* **WHAT YOU SHOULD DO**
So that nothing is lost, write out all the lines below exactly.

[Data extracted from a collection]
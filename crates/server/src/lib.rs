//! DSICOLA HTTP server: Axum routes over a single SQLite database shared by
//! every institution.

mod error;
mod rows;
pub mod routes;
pub mod storage;

use axum::{
    Router,
    extract::FromRef,
    routing::{get, post, put},
};
use tower_http::cors::{Any, CorsLayer};
use tower_http::trace::TraceLayer;

use dsicola_api::crypto::DEFAULT_PBKDF2_ITERATIONS;
use dsicola_api::deploy;
use dsicola_core::library::PoliticaEmprestimo;

pub use error::ApiErr;
pub use storage::Db;

/// Application state shared across all handlers.
#[derive(Clone)]
pub struct AppState {
    pub db: Db,
    pub config: AppConfig,
}

/// Server configuration loaded from environment variables.
#[derive(Clone)]
pub struct AppConfig {
    pub base_url: String,
    pub jwt_secret: String,
    pub pbkdf2_iterations: u32,
    pub politica_emprestimo: PoliticaEmprestimo,
    pub cors_permissive: bool,
}

impl AppConfig {
    pub fn from_env() -> Self {
        let env = |key: &str| std::env::var(key).ok().filter(|s| !s.is_empty());

        let jwt_secret = env(deploy::ENV_JWT_SECRET).unwrap_or_default();
        if jwt_secret.is_empty() {
            tracing::warn!("JWT_SECRET not set, every authenticated request will be rejected");
        }

        let defaults = PoliticaEmprestimo::default();
        Self {
            base_url: env(deploy::ENV_BASE_URL).unwrap_or_else(|| "http://localhost:3000".into()),
            jwt_secret,
            pbkdf2_iterations: deploy::parse_positive(
                env(deploy::ENV_PBKDF2_ITERATIONS).as_deref(),
                DEFAULT_PBKDF2_ITERATIONS,
            ),
            politica_emprestimo: PoliticaEmprestimo {
                dias_emprestimo: deploy::parse_positive(
                    env(deploy::ENV_LOAN_DAYS).as_deref(),
                    defaults.dias_emprestimo,
                ),
                max_ativos: deploy::parse_positive(
                    env(deploy::ENV_MAX_ACTIVE_LOANS).as_deref(),
                    defaults.max_ativos,
                ),
            },
            cors_permissive: deploy::parse_bool_flag(
                env(deploy::ENV_CORS_PERMISSIVE).as_deref(),
                true,
            ),
        }
    }
}

impl FromRef<AppState> for Db {
    fn from_ref(state: &AppState) -> Self {
        state.db.clone()
    }
}

impl FromRef<AppState> for AppConfig {
    fn from_ref(state: &AppState) -> Self {
        state.config.clone()
    }
}

/// Build the full application router.
pub fn build_router(state: AppState) -> Router {
    use routes::*;

    let api = Router::new()
        // Health
        .route("/health", get(health::health))
        // Auth
        .route("/auth/login", post(auth::login))
        .route("/auth/refresh", post(auth::refresh))
        .route("/auth/logout", post(auth::logout))
        .route("/auth/me", get(auth::me))
        .route("/auth/password", put(auth::change_password))
        // Users
        .route("/users", post(users::create_user).get(users::list_users))
        .route("/users/{id}", get(users::get_user))
        .route("/users/{id}/ativo", put(users::set_user_ativo))
        // Instituições
        .route(
            "/instituicoes",
            post(instituicoes::create_instituicao).get(instituicoes::list_instituicoes),
        )
        .route("/instituicoes/atual", get(instituicoes::instituicao_atual))
        .route("/instituicoes/{id}/ativo", put(instituicoes::set_instituicao_ativo))
        // Calendário
        .route(
            "/anos-letivos",
            post(calendario::create_ano_letivo).get(calendario::list_anos_letivos),
        )
        .route("/anos-letivos/{id}/iniciar", post(calendario::iniciar_ano_letivo))
        .route("/anos-letivos/{id}/periodos", get(calendario::list_periodos))
        // Estrutura
        .route(
            "/classes",
            post(estrutura::create_classe).get(estrutura::list_classes),
        )
        .route(
            "/cursos",
            post(estrutura::create_curso).get(estrutura::list_cursos),
        )
        .route(
            "/disciplinas",
            post(estrutura::create_disciplina).get(estrutura::list_disciplinas),
        )
        // Turmas
        .route("/turmas", post(turmas::create_turma).get(turmas::list_turmas))
        .route("/turmas/{id}", get(turmas::get_turma))
        .route("/turmas/{id}/alunos", get(turmas::list_alunos_turma))
        // Matrículas
        .route(
            "/matriculas-anuais",
            post(matriculas::create_matricula_anual).get(matriculas::list_matriculas_anuais),
        )
        .route(
            "/matriculas-anuais/{id}/cancelar",
            post(matriculas::cancelar_matricula_anual),
        )
        .route(
            "/matriculas",
            post(matriculas::create_matricula).get(matriculas::list_matriculas),
        )
        // Plano de ensino
        .route(
            "/plano-ensino",
            post(planos::create_plano).get(planos::list_planos),
        )
        .route(
            "/plano-ensino/{id}",
            get(planos::get_plano).put(planos::update_plano),
        )
        .route("/plano-ensino/{id}/aulas", post(planos::add_plano_aula))
        .route("/plano-ensino/{id}/submeter", post(planos::submeter_plano))
        .route("/plano-ensino/{id}/aprovar", post(planos::aprovar_plano))
        .route("/plano-ensino/{id}/rejeitar", post(planos::rejeitar_plano))
        // Avaliações e notas
        .route(
            "/avaliacoes",
            post(avaliacoes::create_avaliacao).get(avaliacoes::list_avaliacoes),
        )
        .route("/notas/avaliacao/lote", post(avaliacoes::lancar_notas))
        .route("/notas/avaliacao/{id}", get(avaliacoes::list_notas))
        // Aulas e presenças
        .route("/aulas", post(aulas::create_aula).get(aulas::list_aulas))
        .route("/presencas", post(aulas::lancar_presencas))
        .route("/presencas/aula/{id}", get(aulas::list_presencas))
        .route("/presencas/resumo", get(aulas::resumo_presencas))
        // Encerramentos
        .route("/encerramentos", get(encerramentos::list_encerramentos))
        .route("/encerramentos/encerrar", post(encerramentos::encerrar))
        .route("/encerramentos/reabrir", post(encerramentos::reabrir))
        // Financeiro
        .route(
            "/configuracao-multas",
            get(financeiro::get_configuracao).put(financeiro::update_configuracao),
        )
        .route(
            "/mensalidades",
            post(financeiro::create_mensalidade).get(financeiro::list_mensalidades),
        )
        .route("/mensalidades/gerar", post(financeiro::gerar_mensalidades))
        .route("/mensalidades/{id}/pagar", post(financeiro::pagar_mensalidade))
        .route(
            "/mensalidades/{id}/cancelar",
            post(financeiro::cancelar_mensalidade),
        )
        // RH
        .route(
            "/funcionarios",
            post(rh::create_funcionario).get(rh::list_funcionarios),
        )
        .route("/funcionarios/{id}", put(rh::update_funcionario))
        .route(
            "/historico-rh",
            get(rh::list_historico).post(rh::create_historico),
        )
        .route("/folhas-pagamento", get(rh::list_folhas))
        .route("/folhas-pagamento/gerar", post(rh::gerar_folhas))
        .route("/folhas-pagamento/{id}/pagar", post(rh::pagar_folha))
        // Biblioteca
        .route(
            "/biblioteca/itens",
            post(biblioteca::create_item).get(biblioteca::list_itens),
        )
        .route(
            "/biblioteca/emprestimos",
            post(biblioteca::create_emprestimo).get(biblioteca::list_emprestimos),
        )
        .route(
            "/biblioteca/emprestimos/{id}/devolver",
            post(biblioteca::devolver_emprestimo),
        )
        // Relatórios oficiais
        .route(
            "/relatorios-oficiais/boletim/{aluno_id}",
            get(relatorios::boletim),
        )
        .route(
            "/relatorios-oficiais/pauta/{plano_id}",
            get(relatorios::pauta),
        )
        // Documentos
        .route(
            "/documentos",
            post(documentos::emitir_documento).get(documentos::list_documentos),
        );

    let cors_permissive = state.config.cors_permissive;
    let mut app = Router::new()
        .nest("/api", api)
        .layer(TraceLayer::new_for_http());

    if cors_permissive {
        app = app.layer(
            CorsLayer::new()
                .allow_origin(Any)
                .allow_methods(Any)
                .allow_headers(Any),
        );
    }

    app.with_state(state)
}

* **OUTPUT FOR THIS EXERCISE**
filename crates/server/src/lib.rs
//! DSICOLA HTTP server: Axum routes over a single SQLite database shared by
//! every institution.

mod error;
mod rows;
pub mod routes;
pub mod storage;

use axum::{
    Router,
    extract::FromRef,
    routing::{get, post, put},
};
use tower_http::cors::{Any, CorsLayer};
use tower_http::trace::TraceLayer;

use dsicola_api::crypto::DEFAULT_PBKDF2_ITERATIONS;
use dsicola_api::deploy;
use dsicola_core::library::PoliticaEmprestimo;

pub use error::ApiErr;
pub use storage::Db;

/// Application state shared across all handlers.
#[derive(Clone)]
pub struct AppState {
    pub db: Db,
    pub config: AppConfig,
}

/// Server configuration loaded from environment variables.
#[derive(Clone)]
pub struct AppConfig {
    pub base_url: String,
    pub jwt_secret: String,
    pub pbkdf2_iterations: u32,
    pub politica_emprestimo: PoliticaEmprestimo,
    pub cors_permissive: bool,
}

impl AppConfig {
    pub fn from_env() -> Self {
        let env = |key: &str| std::env::var(key).ok().filter(|s| !s.is_empty());

        let jwt_secret = env(deploy::ENV_JWT_SECRET).unwrap_or_default();
        if jwt_secret.is_empty() {
            tracing::warn!("JWT_SECRET not set, every authenticated request will be rejected");
        }

        let defaults = PoliticaEmprestimo::default();
        Self {
            base_url: env(deploy::ENV_BASE_URL).unwrap_or_else(|| "http://localhost:3000".into()),
            jwt_secret,
            pbkdf2_iterations: deploy::parse_positive(
                env(deploy::ENV_PBKDF2_ITERATIONS).as_deref(),
                DEFAULT_PBKDF2_ITERATIONS,
            ),
            politica_emprestimo: PoliticaEmprestimo {
                dias_emprestimo: deploy::parse_positive(
                    env(deploy::ENV_LOAN_DAYS).as_deref(),
                    defaults.dias_emprestimo,
                ),
                max_ativos: deploy::parse_positive(
                    env(deploy::ENV_MAX_ACTIVE_LOANS).as_deref(),
                    defaults.max_ativos,
                ),
            },
            cors_permissive: deploy::parse_bool_flag(
                env(deploy::ENV_CORS_PERMISSIVE).as_deref(),
                true,
            ),
        }
    }
}

impl FromRef<AppState> for Db {
    fn from_ref(state: &AppState) -> Self {
        state.db.clone()
    }
}

impl FromRef<AppState> for AppConfig {
    fn from_ref(state: &AppState) -> Self {
        state.config.clone()
    }
}

/// Build the full application router.
pub fn build_router(state: AppState) -> Router {
    use routes::*;

    let api = Router::new()
        // Health
        .route("/health", get(health::health))
        // Auth
        .route("/auth/login", post(auth::login))
        .route("/auth/refresh", post(auth::refresh))
        .route("/auth/logout", post(auth::logout))
        .route("/auth/me", get(auth::me))
        .route("/auth/password", put(auth::change_password))
        // Users
        .route("/users", post(users::create_user).get(users::list_users))
        .route("/users/{id}", get(users::get_user))
        .route("/users/{id}/ativo", put(users::set_user_ativo))
        // Instituições
        .route(
            "/instituicoes",
            post(instituicoes::create_instituicao).get(instituicoes::list_instituicoes),
        )
        .route("/instituicoes/atual", get(instituicoes::instituicao_atual))
        .route("/instituicoes/{id}/ativo", put(instituicoes::set_instituicao_ativo))
        // Calendário
        .route(
            "/anos-letivos",
            post(calendario::create_ano_letivo).get(calendario::list_anos_letivos),
        )
        .route("/anos-letivos/{id}/iniciar", post(calendario::iniciar_ano_letivo))
        .route("/anos-letivos/{id}/periodos", get(calendario::list_periodos))
        // Estrutura
        .route(
            "/classes",
            post(estrutura::create_classe).get(estrutura::list_classes),
        )
        .route(
            "/cursos",
            post(estrutura::create_curso).get(estrutura::list_cursos),
        )
        .route(
            "/disciplinas",
            post(estrutura::create_disciplina).get(estrutura::list_disciplinas),
        )
        // Turmas
        .route("/turmas", post(turmas::create_turma).get(turmas::list_turmas))
        .route("/turmas/{id}", get(turmas::get_turma))
        .route("/turmas/{id}/alunos", get(turmas::list_alunos_turma))
        // Matrículas
        .route(
            "/matriculas-anuais",
            post(matriculas::create_matricula_anual).get(matriculas::list_matriculas_anuais),
        )
        .route(
            "/matriculas-anuais/{id}/cancelar",
            post(matriculas::cancelar_matricula_anual),
        )
        .route(
            "/matriculas",
            post(matriculas::create_matricula).get(matriculas::list_matriculas),
        )
        // Plano de ensino
        .route(
            "/plano-ensino",
            post(planos::create_plano).get(planos::list_planos),
        )
        .route(
            "/plano-ensino/{id}",
            get(planos::get_plano).put(planos::update_plano),
        )
        .route("/plano-ensino/{id}/aulas", post(planos::add_plano_aula))
        .route("/plano-ensino/{id}/submeter", post(planos::submeter_plano))
        .route("/plano-ensino/{id}/aprovar", post(planos::aprovar_plano))
        .route("/plano-ensino/{id}/rejeitar", post(planos::rejeitar_plano))
        // Avaliações e notas
        .route(
            "/avaliacoes",
            post(avaliacoes::create_avaliacao).get(avaliacoes::list_avaliacoes),
        )
        .route("/notas/avaliacao/lote", post(avaliacoes::lancar_notas))
        .route("/notas/avaliacao/{id}", get(avaliacoes::list_notas))
        // Aulas e presenças
        .route("/aulas", post(aulas::create_aula).get(aulas::list_aulas))
        .route("/presencas", post(aulas::lancar_presencas))
        .route("/presencas/aula/{id}", get(aulas::list_presencas))
        .route("/presencas/resumo", get(aulas::resumo_presencas))
        // Encerramentos
        .route("/encerramentos", get(encerramentos::list_encerramentos))
        .route("/encerramentos/encerrar", post(encerramentos::encerrar))
        .route("/encerramentos/reabrir", post(encerramentos::reabrir))
        // Financeiro
        .route(
            "/configuracao-multas",
            get(financeiro::get_configuracao).put(financeiro::update_configuracao),
        )
        .route(
            "/mensalidades",
            post(financeiro::create_mensalidade).get(financeiro::list_mensalidades),
        )
        .route("/mensalidades/gerar", post(financeiro::gerar_mensalidades))
        .route("/mensalidades/{id}/pagar", post(financeiro::pagar_mensalidade))
        .route(
            "/mensalidades/{id}/cancelar",
            post(financeiro::cancelar_mensalidade),
        )
        // RH
        .route(
            "/funcionarios",
            post(rh::create_funcionario).get(rh::list_funcionarios),
        )
        .route("/funcionarios/{id}", put(rh::update_funcionario))
        .route(
            "/historico-rh",
            get(rh::list_historico).post(rh::create_historico),
        )
        .route("/folhas-pagamento", get(rh::list_folhas))
        .route("/folhas-pagamento/gerar", post(rh::gerar_folhas))
        .route("/folhas-pagamento/{id}/pagar", post(rh::pagar_folha))
        // Biblioteca
        .route(
            "/biblioteca/itens",
            post(biblioteca::create_item).get(biblioteca::list_itens),
        )
        .route(
            "/biblioteca/emprestimos",
            post(biblioteca::create_emprestimo).get(biblioteca::list_emprestimos),
        )
        .route(
            "/biblioteca/emprestimos/{id}/devolver",
            post(biblioteca::devolver_emprestimo),
        )
        // Relatórios oficiais
        .route(
            "/relatorios-oficiais/boletim/{aluno_id}",
            get(relatorios::boletim),
        )
        .route(
            "/relatorios-oficiais/pauta/{plano_id}",
            get(relatorios::pauta),
        )
        // Documentos
        .route(
            "/documentos",
            post(documentos::emitir_documento).get(documentos::list_documentos),
        );

    let cors_permissive = state.config.cors_permissive;
    let mut app = Router::new()
        .nest("/api", api)
        .layer(TraceLayer::new_for_http());

    if cors_permissive {
        app = app.layer(
            CorsLayer::new()
                .allow_origin(Any)
                .allow_methods(Any)
                .allow_headers(Any),
        );
    }

    app.with_state(state)
}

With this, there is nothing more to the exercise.